§ WORK TO COMPLETE:
Starting at the top of the entries, restate word for word each line up to and including the one with "use wirefetch_installer::cli::Cli;".
═══ SOURCE MATERIAL
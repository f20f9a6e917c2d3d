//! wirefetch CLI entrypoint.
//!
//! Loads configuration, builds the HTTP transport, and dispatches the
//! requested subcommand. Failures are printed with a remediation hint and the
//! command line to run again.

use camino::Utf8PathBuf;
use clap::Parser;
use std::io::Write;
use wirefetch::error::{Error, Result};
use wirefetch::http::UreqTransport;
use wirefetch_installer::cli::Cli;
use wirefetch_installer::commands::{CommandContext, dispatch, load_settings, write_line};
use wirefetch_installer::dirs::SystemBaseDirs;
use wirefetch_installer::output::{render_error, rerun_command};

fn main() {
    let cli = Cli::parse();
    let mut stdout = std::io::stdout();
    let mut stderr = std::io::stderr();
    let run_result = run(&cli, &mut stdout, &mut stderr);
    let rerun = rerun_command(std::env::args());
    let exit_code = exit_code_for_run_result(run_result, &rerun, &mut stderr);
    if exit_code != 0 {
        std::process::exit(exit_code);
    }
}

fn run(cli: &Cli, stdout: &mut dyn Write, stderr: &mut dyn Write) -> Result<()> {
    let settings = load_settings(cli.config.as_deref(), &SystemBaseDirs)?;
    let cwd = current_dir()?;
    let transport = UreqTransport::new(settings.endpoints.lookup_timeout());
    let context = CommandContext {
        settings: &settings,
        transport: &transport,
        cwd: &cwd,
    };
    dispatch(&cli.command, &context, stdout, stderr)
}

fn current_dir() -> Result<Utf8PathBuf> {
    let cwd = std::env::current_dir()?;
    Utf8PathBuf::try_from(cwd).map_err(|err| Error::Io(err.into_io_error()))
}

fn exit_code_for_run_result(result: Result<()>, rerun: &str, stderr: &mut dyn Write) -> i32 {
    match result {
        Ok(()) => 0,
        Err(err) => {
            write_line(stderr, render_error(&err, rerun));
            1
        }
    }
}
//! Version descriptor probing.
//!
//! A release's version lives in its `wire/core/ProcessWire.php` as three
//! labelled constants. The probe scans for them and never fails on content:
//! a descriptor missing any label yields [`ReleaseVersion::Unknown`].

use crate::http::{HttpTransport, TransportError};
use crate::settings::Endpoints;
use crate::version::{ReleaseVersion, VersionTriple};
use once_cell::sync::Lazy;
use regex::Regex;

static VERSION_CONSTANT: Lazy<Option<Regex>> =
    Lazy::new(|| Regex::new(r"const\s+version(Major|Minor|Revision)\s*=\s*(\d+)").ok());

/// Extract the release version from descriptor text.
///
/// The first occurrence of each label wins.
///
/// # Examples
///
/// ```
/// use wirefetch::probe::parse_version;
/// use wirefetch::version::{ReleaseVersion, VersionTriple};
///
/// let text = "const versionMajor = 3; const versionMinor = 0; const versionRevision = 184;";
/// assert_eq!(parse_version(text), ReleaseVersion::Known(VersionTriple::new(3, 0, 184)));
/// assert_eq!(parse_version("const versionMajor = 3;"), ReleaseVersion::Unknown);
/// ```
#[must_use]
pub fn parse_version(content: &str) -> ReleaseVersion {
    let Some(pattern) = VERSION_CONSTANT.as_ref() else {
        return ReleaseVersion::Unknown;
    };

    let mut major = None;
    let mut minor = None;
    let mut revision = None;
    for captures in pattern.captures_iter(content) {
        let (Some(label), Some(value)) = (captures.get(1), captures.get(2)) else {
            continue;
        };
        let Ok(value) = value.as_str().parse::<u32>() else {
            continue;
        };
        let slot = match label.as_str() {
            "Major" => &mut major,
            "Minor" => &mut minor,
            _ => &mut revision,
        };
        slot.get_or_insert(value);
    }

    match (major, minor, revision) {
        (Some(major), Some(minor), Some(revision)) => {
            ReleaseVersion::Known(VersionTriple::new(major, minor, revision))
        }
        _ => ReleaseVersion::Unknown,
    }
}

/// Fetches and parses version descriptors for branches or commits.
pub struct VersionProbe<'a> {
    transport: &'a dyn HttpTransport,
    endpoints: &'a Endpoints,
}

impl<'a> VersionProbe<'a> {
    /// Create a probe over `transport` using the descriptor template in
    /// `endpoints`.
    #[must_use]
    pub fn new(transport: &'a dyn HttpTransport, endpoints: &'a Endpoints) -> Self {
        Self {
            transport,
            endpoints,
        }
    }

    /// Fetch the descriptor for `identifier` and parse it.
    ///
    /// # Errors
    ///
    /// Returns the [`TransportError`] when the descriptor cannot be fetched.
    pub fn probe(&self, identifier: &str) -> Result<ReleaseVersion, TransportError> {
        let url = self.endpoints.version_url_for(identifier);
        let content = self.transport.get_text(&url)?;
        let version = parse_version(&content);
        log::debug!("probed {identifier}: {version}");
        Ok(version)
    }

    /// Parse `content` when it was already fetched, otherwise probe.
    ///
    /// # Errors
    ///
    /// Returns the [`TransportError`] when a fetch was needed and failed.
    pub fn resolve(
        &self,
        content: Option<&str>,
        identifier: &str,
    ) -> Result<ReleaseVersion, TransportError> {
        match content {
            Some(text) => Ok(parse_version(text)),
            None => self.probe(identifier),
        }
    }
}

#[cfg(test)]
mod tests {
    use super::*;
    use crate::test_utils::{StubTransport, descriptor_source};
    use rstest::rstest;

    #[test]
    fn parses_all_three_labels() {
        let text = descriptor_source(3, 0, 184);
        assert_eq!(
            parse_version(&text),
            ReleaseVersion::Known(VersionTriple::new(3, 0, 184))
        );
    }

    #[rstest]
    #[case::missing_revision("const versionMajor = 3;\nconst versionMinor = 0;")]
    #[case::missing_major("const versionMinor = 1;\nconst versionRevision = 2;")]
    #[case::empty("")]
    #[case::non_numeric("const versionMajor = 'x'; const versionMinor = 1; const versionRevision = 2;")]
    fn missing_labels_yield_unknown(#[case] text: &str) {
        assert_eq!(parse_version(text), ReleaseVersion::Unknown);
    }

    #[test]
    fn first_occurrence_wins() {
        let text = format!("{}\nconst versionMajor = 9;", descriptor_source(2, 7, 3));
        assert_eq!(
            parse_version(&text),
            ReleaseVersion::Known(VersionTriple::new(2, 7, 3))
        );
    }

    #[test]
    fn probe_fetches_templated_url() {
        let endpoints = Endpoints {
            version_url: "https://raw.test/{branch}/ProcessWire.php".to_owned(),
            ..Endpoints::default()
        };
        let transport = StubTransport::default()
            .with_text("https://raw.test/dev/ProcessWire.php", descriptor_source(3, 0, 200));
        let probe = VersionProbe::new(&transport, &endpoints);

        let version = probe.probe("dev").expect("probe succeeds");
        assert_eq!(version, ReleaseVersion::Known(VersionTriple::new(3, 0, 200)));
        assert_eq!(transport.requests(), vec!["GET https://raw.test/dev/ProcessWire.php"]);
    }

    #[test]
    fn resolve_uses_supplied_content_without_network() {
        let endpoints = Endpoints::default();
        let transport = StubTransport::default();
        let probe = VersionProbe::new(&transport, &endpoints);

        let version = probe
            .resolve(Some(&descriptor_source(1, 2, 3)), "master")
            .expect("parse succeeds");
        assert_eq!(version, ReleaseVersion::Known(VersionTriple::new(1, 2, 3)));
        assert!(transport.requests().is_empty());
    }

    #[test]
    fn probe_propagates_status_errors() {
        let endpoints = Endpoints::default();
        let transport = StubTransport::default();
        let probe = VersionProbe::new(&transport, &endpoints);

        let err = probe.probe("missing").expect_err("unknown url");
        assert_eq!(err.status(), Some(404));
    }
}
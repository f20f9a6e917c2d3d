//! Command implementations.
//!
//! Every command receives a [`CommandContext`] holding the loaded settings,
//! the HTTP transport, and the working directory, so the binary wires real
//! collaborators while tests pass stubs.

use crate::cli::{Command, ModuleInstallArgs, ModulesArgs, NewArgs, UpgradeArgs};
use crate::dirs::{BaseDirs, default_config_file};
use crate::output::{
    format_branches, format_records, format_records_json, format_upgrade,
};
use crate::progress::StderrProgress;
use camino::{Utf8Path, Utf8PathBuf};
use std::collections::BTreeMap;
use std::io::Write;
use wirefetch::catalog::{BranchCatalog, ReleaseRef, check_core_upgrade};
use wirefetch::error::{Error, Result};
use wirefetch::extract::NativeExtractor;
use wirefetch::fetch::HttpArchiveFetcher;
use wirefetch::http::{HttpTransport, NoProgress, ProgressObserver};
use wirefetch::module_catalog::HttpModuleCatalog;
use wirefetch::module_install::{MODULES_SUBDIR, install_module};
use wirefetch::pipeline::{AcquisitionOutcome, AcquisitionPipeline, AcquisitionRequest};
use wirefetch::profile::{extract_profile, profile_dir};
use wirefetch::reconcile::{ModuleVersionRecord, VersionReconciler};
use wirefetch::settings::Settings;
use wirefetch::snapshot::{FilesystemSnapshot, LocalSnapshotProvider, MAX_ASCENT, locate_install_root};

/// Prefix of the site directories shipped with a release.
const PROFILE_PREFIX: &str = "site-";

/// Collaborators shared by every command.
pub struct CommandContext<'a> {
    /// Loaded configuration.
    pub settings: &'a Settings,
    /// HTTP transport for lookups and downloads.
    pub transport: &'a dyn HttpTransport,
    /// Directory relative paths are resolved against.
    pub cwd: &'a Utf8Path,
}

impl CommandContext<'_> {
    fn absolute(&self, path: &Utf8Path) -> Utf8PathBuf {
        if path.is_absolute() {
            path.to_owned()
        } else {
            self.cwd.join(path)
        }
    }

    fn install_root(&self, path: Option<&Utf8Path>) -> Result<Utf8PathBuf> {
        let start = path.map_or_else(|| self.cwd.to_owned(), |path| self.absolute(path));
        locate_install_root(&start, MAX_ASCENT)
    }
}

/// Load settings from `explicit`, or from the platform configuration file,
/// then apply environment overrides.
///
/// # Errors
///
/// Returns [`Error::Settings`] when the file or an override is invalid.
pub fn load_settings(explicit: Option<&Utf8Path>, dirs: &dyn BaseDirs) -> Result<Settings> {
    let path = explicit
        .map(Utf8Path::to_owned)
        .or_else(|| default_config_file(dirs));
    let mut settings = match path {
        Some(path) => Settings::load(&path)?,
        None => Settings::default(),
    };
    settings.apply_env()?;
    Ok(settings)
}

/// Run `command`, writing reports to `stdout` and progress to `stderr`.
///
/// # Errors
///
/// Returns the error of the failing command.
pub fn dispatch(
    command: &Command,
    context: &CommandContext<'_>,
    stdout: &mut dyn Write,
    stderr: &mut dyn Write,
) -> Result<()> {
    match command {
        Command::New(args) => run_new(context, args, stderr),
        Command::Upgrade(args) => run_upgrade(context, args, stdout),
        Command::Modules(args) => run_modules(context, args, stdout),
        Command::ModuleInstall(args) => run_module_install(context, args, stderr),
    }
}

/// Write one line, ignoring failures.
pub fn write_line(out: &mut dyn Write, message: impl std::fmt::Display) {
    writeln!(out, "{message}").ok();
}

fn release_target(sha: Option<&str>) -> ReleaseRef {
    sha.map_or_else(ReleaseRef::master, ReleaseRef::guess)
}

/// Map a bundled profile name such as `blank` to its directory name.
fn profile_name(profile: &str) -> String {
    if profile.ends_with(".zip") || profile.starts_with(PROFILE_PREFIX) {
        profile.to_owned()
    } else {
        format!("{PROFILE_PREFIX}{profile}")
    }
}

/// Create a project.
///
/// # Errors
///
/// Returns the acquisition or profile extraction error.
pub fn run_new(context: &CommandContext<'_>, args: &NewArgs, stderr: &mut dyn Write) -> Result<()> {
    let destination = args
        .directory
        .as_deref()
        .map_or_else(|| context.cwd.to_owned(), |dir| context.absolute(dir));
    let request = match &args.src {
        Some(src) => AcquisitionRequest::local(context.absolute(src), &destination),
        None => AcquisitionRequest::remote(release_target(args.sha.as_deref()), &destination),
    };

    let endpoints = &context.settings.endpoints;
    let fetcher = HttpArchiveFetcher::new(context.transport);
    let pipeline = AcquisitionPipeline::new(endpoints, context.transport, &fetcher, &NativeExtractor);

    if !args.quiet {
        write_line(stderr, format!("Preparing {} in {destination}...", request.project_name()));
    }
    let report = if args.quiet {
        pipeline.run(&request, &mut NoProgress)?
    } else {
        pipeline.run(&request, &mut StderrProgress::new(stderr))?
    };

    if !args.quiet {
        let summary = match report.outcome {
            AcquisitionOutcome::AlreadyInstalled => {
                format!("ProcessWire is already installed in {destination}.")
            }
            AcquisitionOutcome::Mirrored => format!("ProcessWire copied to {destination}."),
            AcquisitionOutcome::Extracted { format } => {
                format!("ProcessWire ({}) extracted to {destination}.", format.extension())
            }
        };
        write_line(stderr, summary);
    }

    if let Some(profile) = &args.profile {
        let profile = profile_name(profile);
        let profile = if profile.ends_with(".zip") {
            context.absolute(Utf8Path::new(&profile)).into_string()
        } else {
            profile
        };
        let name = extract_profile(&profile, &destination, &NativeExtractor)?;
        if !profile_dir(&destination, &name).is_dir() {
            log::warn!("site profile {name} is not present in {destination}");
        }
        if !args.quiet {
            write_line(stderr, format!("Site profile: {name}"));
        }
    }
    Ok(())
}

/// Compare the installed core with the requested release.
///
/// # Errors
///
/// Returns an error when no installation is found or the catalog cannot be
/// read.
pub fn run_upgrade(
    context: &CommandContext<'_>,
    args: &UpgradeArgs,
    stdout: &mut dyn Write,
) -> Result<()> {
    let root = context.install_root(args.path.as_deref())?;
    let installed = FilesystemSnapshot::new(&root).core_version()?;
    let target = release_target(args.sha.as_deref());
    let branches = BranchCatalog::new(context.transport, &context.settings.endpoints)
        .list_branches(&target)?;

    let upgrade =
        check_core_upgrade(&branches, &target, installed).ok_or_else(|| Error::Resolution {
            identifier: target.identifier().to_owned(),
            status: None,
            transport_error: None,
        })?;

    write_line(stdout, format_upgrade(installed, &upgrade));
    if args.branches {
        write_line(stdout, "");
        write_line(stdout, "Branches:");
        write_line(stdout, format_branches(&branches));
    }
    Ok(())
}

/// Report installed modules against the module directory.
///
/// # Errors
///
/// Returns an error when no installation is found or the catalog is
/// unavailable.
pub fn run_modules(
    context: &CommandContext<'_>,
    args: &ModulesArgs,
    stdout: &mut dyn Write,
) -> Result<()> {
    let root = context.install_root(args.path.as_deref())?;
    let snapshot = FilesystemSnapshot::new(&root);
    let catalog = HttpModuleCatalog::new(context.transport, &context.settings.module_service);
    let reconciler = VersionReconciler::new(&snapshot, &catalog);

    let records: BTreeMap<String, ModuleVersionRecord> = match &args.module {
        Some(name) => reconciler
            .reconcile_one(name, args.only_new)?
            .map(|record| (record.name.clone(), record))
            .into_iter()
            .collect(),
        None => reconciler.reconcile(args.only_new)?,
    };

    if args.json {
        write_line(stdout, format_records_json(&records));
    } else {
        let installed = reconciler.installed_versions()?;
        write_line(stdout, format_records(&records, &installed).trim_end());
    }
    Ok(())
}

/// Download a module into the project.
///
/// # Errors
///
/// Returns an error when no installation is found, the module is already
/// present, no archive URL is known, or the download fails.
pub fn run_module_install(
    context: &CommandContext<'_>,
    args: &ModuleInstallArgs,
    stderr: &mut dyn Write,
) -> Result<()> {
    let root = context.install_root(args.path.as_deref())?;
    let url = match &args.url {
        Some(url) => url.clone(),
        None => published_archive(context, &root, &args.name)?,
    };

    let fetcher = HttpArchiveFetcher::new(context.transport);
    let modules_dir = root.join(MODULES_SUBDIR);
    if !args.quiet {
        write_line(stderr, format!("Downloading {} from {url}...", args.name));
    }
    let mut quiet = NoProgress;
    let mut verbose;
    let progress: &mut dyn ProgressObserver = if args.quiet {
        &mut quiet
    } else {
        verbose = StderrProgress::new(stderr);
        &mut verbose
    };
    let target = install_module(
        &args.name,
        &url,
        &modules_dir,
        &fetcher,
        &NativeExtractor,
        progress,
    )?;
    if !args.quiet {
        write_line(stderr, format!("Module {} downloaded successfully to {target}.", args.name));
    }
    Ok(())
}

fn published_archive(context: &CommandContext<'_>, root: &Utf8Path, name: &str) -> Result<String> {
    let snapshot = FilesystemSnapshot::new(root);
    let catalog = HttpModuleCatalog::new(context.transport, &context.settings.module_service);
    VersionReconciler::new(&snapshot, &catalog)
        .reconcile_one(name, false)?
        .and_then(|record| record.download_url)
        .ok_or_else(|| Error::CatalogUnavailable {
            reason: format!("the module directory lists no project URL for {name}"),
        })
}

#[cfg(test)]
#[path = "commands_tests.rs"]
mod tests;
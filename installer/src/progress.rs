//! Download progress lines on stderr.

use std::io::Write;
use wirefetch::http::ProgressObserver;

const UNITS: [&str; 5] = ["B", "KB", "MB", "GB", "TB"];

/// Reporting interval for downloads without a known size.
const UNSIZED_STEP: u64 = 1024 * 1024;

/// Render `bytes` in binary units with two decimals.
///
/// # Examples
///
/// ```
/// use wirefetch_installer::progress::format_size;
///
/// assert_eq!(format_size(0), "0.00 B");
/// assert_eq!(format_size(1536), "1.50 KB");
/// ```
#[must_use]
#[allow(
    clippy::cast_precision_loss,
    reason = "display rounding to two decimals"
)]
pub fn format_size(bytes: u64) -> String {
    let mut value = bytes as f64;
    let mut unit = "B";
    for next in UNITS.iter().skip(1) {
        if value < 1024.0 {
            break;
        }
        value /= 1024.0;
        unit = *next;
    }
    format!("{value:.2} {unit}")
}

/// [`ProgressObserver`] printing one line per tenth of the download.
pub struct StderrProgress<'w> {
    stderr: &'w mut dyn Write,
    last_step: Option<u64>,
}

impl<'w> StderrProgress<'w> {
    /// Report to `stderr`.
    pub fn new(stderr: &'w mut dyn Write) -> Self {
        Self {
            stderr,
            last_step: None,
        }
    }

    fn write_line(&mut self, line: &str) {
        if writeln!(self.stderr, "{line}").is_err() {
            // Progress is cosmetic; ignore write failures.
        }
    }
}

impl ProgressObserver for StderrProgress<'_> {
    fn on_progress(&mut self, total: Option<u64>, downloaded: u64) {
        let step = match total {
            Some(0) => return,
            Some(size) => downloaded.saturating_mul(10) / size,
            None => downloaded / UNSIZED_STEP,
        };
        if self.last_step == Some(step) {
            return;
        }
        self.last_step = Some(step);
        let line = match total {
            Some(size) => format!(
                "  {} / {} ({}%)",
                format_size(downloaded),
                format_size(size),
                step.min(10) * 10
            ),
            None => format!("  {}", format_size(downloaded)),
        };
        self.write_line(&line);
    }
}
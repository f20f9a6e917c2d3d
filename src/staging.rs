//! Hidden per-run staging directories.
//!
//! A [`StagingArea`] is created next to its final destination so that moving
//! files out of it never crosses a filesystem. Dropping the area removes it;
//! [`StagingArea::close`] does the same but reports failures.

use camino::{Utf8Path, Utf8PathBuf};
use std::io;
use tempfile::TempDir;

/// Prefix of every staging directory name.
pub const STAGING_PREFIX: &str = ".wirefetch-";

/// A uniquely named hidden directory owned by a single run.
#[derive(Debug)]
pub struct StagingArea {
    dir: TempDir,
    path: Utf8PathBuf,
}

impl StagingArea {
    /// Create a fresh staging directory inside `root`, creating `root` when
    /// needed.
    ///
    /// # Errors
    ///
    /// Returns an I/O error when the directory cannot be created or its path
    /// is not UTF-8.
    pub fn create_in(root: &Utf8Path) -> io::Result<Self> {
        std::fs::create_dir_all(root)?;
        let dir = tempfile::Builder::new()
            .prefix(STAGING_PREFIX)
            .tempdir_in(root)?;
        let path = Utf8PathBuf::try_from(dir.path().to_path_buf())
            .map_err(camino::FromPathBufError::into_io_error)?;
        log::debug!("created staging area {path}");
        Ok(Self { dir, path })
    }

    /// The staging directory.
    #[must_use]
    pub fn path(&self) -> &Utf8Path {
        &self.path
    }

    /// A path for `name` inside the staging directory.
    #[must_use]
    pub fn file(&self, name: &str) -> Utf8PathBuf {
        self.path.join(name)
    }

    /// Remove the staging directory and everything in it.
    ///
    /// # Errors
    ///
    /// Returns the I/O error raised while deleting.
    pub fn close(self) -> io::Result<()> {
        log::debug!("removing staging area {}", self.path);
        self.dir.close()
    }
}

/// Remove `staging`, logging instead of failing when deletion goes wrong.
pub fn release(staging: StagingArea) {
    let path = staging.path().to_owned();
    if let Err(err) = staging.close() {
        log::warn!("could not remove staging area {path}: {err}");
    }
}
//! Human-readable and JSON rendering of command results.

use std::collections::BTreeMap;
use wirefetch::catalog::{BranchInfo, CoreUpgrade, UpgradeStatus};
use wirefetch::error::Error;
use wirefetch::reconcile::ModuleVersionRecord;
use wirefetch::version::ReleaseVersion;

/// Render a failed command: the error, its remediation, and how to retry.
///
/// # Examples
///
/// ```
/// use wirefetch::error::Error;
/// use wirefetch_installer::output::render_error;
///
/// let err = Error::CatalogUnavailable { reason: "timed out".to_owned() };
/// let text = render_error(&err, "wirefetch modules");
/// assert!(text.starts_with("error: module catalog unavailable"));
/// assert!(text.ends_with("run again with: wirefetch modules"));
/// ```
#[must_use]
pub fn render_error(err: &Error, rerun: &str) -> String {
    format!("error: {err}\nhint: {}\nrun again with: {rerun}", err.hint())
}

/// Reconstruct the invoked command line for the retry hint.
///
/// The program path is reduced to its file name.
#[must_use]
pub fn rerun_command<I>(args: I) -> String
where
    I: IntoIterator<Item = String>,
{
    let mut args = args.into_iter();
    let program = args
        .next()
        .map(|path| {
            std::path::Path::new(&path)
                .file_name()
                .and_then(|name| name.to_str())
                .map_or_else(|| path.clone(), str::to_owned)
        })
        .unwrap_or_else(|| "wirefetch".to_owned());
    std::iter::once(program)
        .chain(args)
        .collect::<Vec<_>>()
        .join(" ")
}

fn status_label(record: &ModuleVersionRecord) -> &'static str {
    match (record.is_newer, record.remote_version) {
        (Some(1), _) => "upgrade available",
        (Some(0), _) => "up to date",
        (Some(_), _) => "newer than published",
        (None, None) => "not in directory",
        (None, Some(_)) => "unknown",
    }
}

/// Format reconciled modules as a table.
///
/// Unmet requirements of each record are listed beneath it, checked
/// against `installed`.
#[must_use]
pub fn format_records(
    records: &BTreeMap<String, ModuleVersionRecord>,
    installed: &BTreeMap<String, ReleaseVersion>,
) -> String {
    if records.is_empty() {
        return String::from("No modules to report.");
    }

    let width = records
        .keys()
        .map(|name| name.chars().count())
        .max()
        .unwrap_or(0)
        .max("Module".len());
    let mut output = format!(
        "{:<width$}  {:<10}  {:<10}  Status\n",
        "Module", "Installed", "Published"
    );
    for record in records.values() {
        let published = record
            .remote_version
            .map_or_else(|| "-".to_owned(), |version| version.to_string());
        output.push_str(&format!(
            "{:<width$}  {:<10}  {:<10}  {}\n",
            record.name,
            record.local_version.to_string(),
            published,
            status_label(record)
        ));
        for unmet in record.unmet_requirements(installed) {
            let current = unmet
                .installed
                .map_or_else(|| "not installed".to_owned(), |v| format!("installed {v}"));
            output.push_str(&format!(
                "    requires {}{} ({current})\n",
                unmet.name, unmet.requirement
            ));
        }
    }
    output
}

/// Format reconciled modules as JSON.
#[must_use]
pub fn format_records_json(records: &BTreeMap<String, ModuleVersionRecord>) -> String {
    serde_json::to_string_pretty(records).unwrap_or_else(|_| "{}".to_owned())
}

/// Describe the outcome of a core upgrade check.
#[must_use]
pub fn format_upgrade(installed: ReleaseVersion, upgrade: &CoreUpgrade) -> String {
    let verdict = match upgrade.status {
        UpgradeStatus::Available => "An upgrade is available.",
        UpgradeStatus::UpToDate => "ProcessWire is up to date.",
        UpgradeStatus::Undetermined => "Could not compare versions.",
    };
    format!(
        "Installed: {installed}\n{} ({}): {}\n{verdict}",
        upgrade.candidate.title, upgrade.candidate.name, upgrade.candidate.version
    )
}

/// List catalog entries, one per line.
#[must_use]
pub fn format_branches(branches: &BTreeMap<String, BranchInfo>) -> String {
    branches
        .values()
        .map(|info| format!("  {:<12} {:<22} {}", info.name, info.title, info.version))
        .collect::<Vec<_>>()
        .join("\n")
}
══════
§ RESPONSE FOR THIS EXERCISE:
repository f20f9a6e917c2d3d
//! wirefetch CLI entrypoint.
//!
//! Loads configuration, builds the HTTP transport, and dispatches the
//! requested subcommand. Failures are printed with a remediation hint and the
//! command line to run again.

use camino::Utf8PathBuf;
use clap::Parser;
use std::io::Write;
use wirefetch::error::{Error, Result};
use wirefetch::http::UreqTransport;
use wirefetch_installer::cli::Cli;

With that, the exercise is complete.